X

Another indication the bloom's coming off the Facebook rose

Good news, bad news report out of eMarketer with a billion-dollar revenue reduction in Facebook 2012 sales estimate.

Donna Tam Staff Writer / News
Donna Tam covers Amazon and other fun stuff for CNET News. She is a San Francisco native who enjoys feasting, merrymaking, checking her Gmail and reading her Kindle.
Donna Tam
2 min read

Add another entry to the lengthening list of reduced revenue estimates for Facebook.

eMarketer said in a report issued earlier today that it has cut its 2012 revenue estimates on Facebook from more than $6 billion to around $5 billion.

In February, eMarketer estimated that Facebook's total revenues would go beyond the $6 billion mark this year, but the company's underwhelming performance in the first and second quarters of 2012 has changed the opinion of analysts.

The new estimate has Facebook's revenue at a 35.9 percent increase from 2011, according to eMarketer's forecast, but analyst expects that percentage to grow when Facebook establishes its ad exchange, and its mobile ad business.

While advertising numbers are still rising -- eMarkerter expects revenue to hit $4.23 billion, a 34.1 percent increase from 2011 -- the climb is not as significant as last year. Revenue from Facebook payments and other sources, however, are increasing quickly. This year Facebook will see $811 million from non-advertising services -- a 45.6 percent increase from last year.

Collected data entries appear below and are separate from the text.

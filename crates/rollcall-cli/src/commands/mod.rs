//! Subcommands.

pub mod config;
pub mod extract;
pub mod upload;

use std::path::Path;

use console::style;
use rollcall_core::models::config::RollcallConfig;
use rollcall_core::sink::{RemoteSink, UploadReport};
use rollcall_core::Record;

/// Load the config from `path`, else from the default location if present,
/// else defaults.
pub fn load_config(path: Option<&str>) -> anyhow::Result<RollcallConfig> {
    if let Some(path) = path {
        return Ok(RollcallConfig::from_file(Path::new(path))?);
    }

    let default_path = config::default_config_path();
    if default_path.exists() {
        Ok(RollcallConfig::from_file(&default_path)?)
    } else {
        Ok(RollcallConfig::default())
    }
}

/// Clear (if configured), upload and verify against the remote store.
pub async fn push_records(config: &RollcallConfig, records: &[Record]) -> anyhow::Result<UploadReport> {
    let sink = RemoteSink::from_config(&config.remote)?;

    if config.remote.clear_before_upload {
        println!("{} Clearing existing records...", style("ℹ").blue());
        sink.clear().await?;
    }

    println!(
        "{} Uploading {} records to {}",
        style("ℹ").blue(),
        records.len(),
        sink.endpoint()
    );
    let report = sink.upload(records).await;

    println!(
        "{} Uploaded {} records in {} batches",
        style("✓").green(),
        report.uploaded,
        report.batches
    );
    for (index, error) in &report.failed_batches {
        println!("  {} batch {}: {}", style("✗").red(), index, error);
    }

    match sink.count().await {
        Ok(Some(total)) => println!("   Total in remote store: {}", style(total).bold()),
        Ok(None) => println!("   Total in remote store: unknown"),
        Err(e) => println!("{} Could not read remote count: {}", style("⚠").yellow(), e),
    }

    Ok(report)
}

The lackluster growth has fueled Facebook's poor showings in the stock market. The stock closed at $19.09 a share today, roughly half of its opening day price of $38.

The poor performance may be why Facebook supporters are shedding their stock, including co-founder Dustin Moskovitz. Moskovitz continues to drop 150,000 shares a day from his trove of millions.

Facebook's poor fiscal reputation can be traced back to a bungled opening day. The marked event just won't go away -- the Nasdaq has proposed to pay firms back in a $62 million compensation package after the stock exchange mismanaged the initial day of trading.

Knight Capital Group, a major market maker, criticized the exchange for the losses shortly after, and now the firm has weighed in on Nasdaq's plan.

Knight said it supported the proposal, but harped on Nasdaq's plan to make firms seeking compensation waive legal claims against the stock exchange.